Dunkirk – Recensione
Un esercito di imbarcazioni private, che va a salvare persone intrappolate su una spiaggia e che cercano scampo dalla morte, dalla follia, dalla guerra. Non è un racconto distopico che farebbe inorridire buona parte dei nostri politici, altrettanta parte della nostra popolazione e in genere tutti quelli che utilizzano a casaccio parole come “buonista” o “radical chic”, ma in giorni come questi il paragone viene facile tra quello che succede tra una sponda e l’altra del Mediterraneo e quello che ha messo sullo schermo Christopher Nolan, ispirandosi all’evento passato alla storia come il “miracolo di Dunkerque”, in grafia inglese Dunkirk: oltre 300mila soldati bloccati su una spiaggia e accerchiati dai nazisti, trasbordati in Inghilterra grazie al ruolo decisivo di piccole imbarcazioni private. Premessa “politica” a parte, il consiglio in due parole: se vi piacciono le storie di soldati (più che quelle di guerra), andate sereni e soprattutto vedetelo al cinema, ora che è in programmazione.
Il paragone più facile è al Soldato Ryan di Spielberg, anche se in questo caso la direzione è completamente opposta; da quella spiaggia si cercherà di scappare, non di sfondare.
Film di pancia, ma non solo: Nolan ci catapulta da subito in mezzo agli eventi, l’immedesimazione è spontanea, la paura di lasciarci la pelle sale fin dal primo minuto. Il merito di un film di guerra – di una guerra passata – è di farci capire che le lotte del passato sono giuste se hanno come obiettivo quello di scongiurare nuovi conflitti. In questo il film di Nolan centra il punto, nonostante la “tirata” simil patriottica finale, ma lo schifo della guerra è degnamente rappresentato dalla volontà dei singoli di sopravvivere, di mettere da parte anche la propria umanità (e oggi questo potrebbe essere un merito) pur di scappare da bombe, missili e proiettili. I nazisti piombano dall’alto preceduti dalle sirene degli Stuka, sparano da dietro le dune, estensioni senza volto di macchine di morte, in tutto il film non si vedrà mai il volto di un soldato nemico.

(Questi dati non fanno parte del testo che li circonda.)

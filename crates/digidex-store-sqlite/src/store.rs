//! [`SqliteStore`]: the SQLite implementation of [`CatalogStore`].

use std::path::Path;

use digidex_core::{
  digimon::{Digimon, DigimonRef, LookupItem, LookupKind, Skill},
  pagination::PageRequest,
  store::{CatalogStore, DigimonQuery, SkillQuery},
};
use rusqlite::{OptionalExtension as _, params_from_iter};

use crate::{
  Result,
  query::{digimon_filter, escape_like, skill_filter},
  rows::{self, DIGIMON_COLUMNS},
  schema::SCHEMA,
};

// ─── Store ───────────────────────────────────────────────────────────────────

/// A read-only view of the digimon catalog backed by a single SQLite file.
///
/// Cloning is cheap; the inner connection is reference-counted.
#[derive(Clone)]
pub struct SqliteStore {
  conn: tokio_rusqlite::Connection,
}

impl SqliteStore {
  /// Open (or create) a store at `path` and run schema initialisation.
  pub async fn open(path: impl AsRef<Path>) -> Result<Self> {
    let conn = tokio_rusqlite::Connection::open(path).await?;
    let store = Self { conn };
    store.init_schema().await?;
    Ok(store)
  }

  /// Open an in-memory store, useful for testing.
  pub async fn open_in_memory() -> Result<Self> {
    let conn = tokio_rusqlite::Connection::open_in_memory().await?;
    let store = Self { conn };
    store.init_schema().await?;
    Ok(store)
  }

  async fn init_schema(&self) -> Result<()> {
    self
      .conn
      .call(|conn| {
        conn.execute_batch(SCHEMA)?;
        Ok(())
      })
      .await?;
    Ok(())
  }

  /// Run a batch of SQL statements, typically a catalog seed.
  pub async fn execute_script(&self, sql: impl Into<String>) -> Result<()> {
    let sql = sql.into();
    self
      .conn
      .call(move |conn| {
        conn.execute_batch(&sql)?;
        Ok(())
      })
      .await?;
    Ok(())
  }

  /// Read a SQL file from disk and run it with [`Self::execute_script`].
  pub async fn load_script(&self, path: impl AsRef<Path>) -> Result<()> {
    let sql = tokio::fs::read_to_string(path).await?;
    self.execute_script(sql).await
  }
}

fn to_count(n: i64) -> u64 { u64::try_from(n).unwrap_or(0) }

// ─── CatalogStore impl ───────────────────────────────────────────────────────

impl CatalogStore for SqliteStore {
  type Error = crate::Error;

  // ── Digimon ───────────────────────────────────────────────────────────────

  async fn list_digimon(&self, query: &DigimonQuery) -> Result<Vec<Digimon>> {
    let filter = digimon_filter(query);
    let sql = format!(
      "SELECT {DIGIMON_COLUMNS}
       FROM digimon d
       {}
       ORDER BY d.id
       LIMIT ? OFFSET ?",
      filter.where_clause()
    );
    let params = filter.params_with_page(query.page.page_size(), query.page.offset());
    tracing::debug!(%sql, params = params.len(), "listing digimon");

    let digimon = self
      .conn
      .call(move |conn| {
        let mut stmt = conn.prepare(&sql)?;
        let page = stmt
          .query_map(params_from_iter(params.iter()), rows::digimon)?
          .collect::<rusqlite::Result<Vec<_>>>()?;
        Ok(page)
      })
      .await?;

    Ok(digimon)
  }

  async fn count_digimon(&self) -> Result<u64> {
    let n: i64 = self
      .conn
      .call(|conn| Ok(conn.query_row("SELECT COUNT(*) FROM digimon", [], |r| r.get(0))?))
      .await?;
    Ok(to_count(n))
  }

  async fn get_digimon(&self, key: &DigimonRef) -> Result<Option<Digimon>> {
    tracing::debug!(%key, "fetching digimon");
    let key = key.clone();

    let digimon = self
      .conn
      .call(move |conn| {
        let found = match &key {
          DigimonRef::Id(id) => conn
            .query_row(
              &format!("SELECT {DIGIMON_COLUMNS} FROM digimon d WHERE d.id = ?1"),
              [id],
              rows::digimon,
            )
            .optional()?,
          DigimonRef::Name(name) => {
            // Two rows are enough to tell a unique match from an ambiguous one.
            let mut stmt = conn.prepare(&format!(
              "SELECT {DIGIMON_COLUMNS} FROM digimon d
               WHERE d.name LIKE ?1 ESCAPE '\\'
               ORDER BY d.id
               LIMIT 2"
            ))?;
            let mut matches = stmt
              .query_map([escape_like(name)], rows::digimon)?
              .collect::<rusqlite::Result<Vec<_>>>()?;
            if matches.len() == 1 { matches.pop() } else { None }
          }
        };

        let Some(mut digimon) = found else {
          return Ok(None);
        };
        digimon.relations = Some(rows::relations(conn, digimon.id)?);
        Ok(Some(digimon))
      })
      .await?;

    Ok(digimon)
  }

  // ── Lookups ───────────────────────────────────────────────────────────────

  async fn list_lookup(
    &self,
    kind: LookupKind,
    page: PageRequest,
  ) -> Result<(Vec<LookupItem>, u64)> {
    let limit = i64::from(page.page_size());
    let offset = i64::try_from(page.offset()).unwrap_or(i64::MAX);

    let (items, total): (Vec<LookupItem>, i64) = self
      .conn
      .call(move |conn| {
        let mut stmt = conn.prepare(&format!(
          "SELECT l.id, l.name FROM \"{kind}\" l ORDER BY l.id LIMIT ?1 OFFSET ?2"
        ))?;
        let items = stmt
          .query_map([limit, offset], rows::lookup_item)?
          .collect::<rusqlite::Result<Vec<_>>>()?;
        let total: i64 =
          conn.query_row(&format!("SELECT COUNT(*) FROM \"{kind}\""), [], |r| r.get(0))?;
        Ok((items, total))
      })
      .await?;

    Ok((items, to_count(total)))
  }

  async fn list_skills(&self, query: &SkillQuery) -> Result<(Vec<Skill>, u64)> {
    let filter = skill_filter(query);
    let where_clause = filter.where_clause();
    let list_sql = format!(
      "SELECT s.id, s.name, s.description
       FROM skill s
       {where_clause}
       ORDER BY s.id
       LIMIT ? OFFSET ?"
    );
    let count_sql = format!("SELECT COUNT(*) FROM skill s {where_clause}");
    let list_params = filter.params_with_page(query.page.page_size(), query.page.offset());
    let count_params = filter.params().to_vec();
    tracing::debug!(sql = %list_sql, "listing skills");

    let (skills, total): (Vec<Skill>, i64) = self
      .conn
      .call(move |conn| {
        let mut stmt = conn.prepare(&list_sql)?;
        let skills = stmt
          .query_map(params_from_iter(list_params.iter()), rows::skill)?
          .collect::<rusqlite::Result<Vec<_>>>()?;
        let total: i64 = conn.query_row(
          &count_sql,
          params_from_iter(count_params.iter()),
          |r| r.get(0),
        )?;
        Ok((skills, total))
      })
      .await?;

    Ok((skills, to_count(total)))
  }
}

Film tripartito nelle vicende di terra, aria e mare, con tempi diversi, ma che insieme concorrono a un ritmo complessivo armonico. Alla costruzione temporale dà corpo e volto un cast “tosto”: parecchi gli esordienti davanti alla macchina da presa, a questi si aggiungono dei “grossi calibri”, tra tutti il ben stagionato Kenneth Branagh e il tostissimo Tom Hardy, in questo periodo davvero in stato di grazia.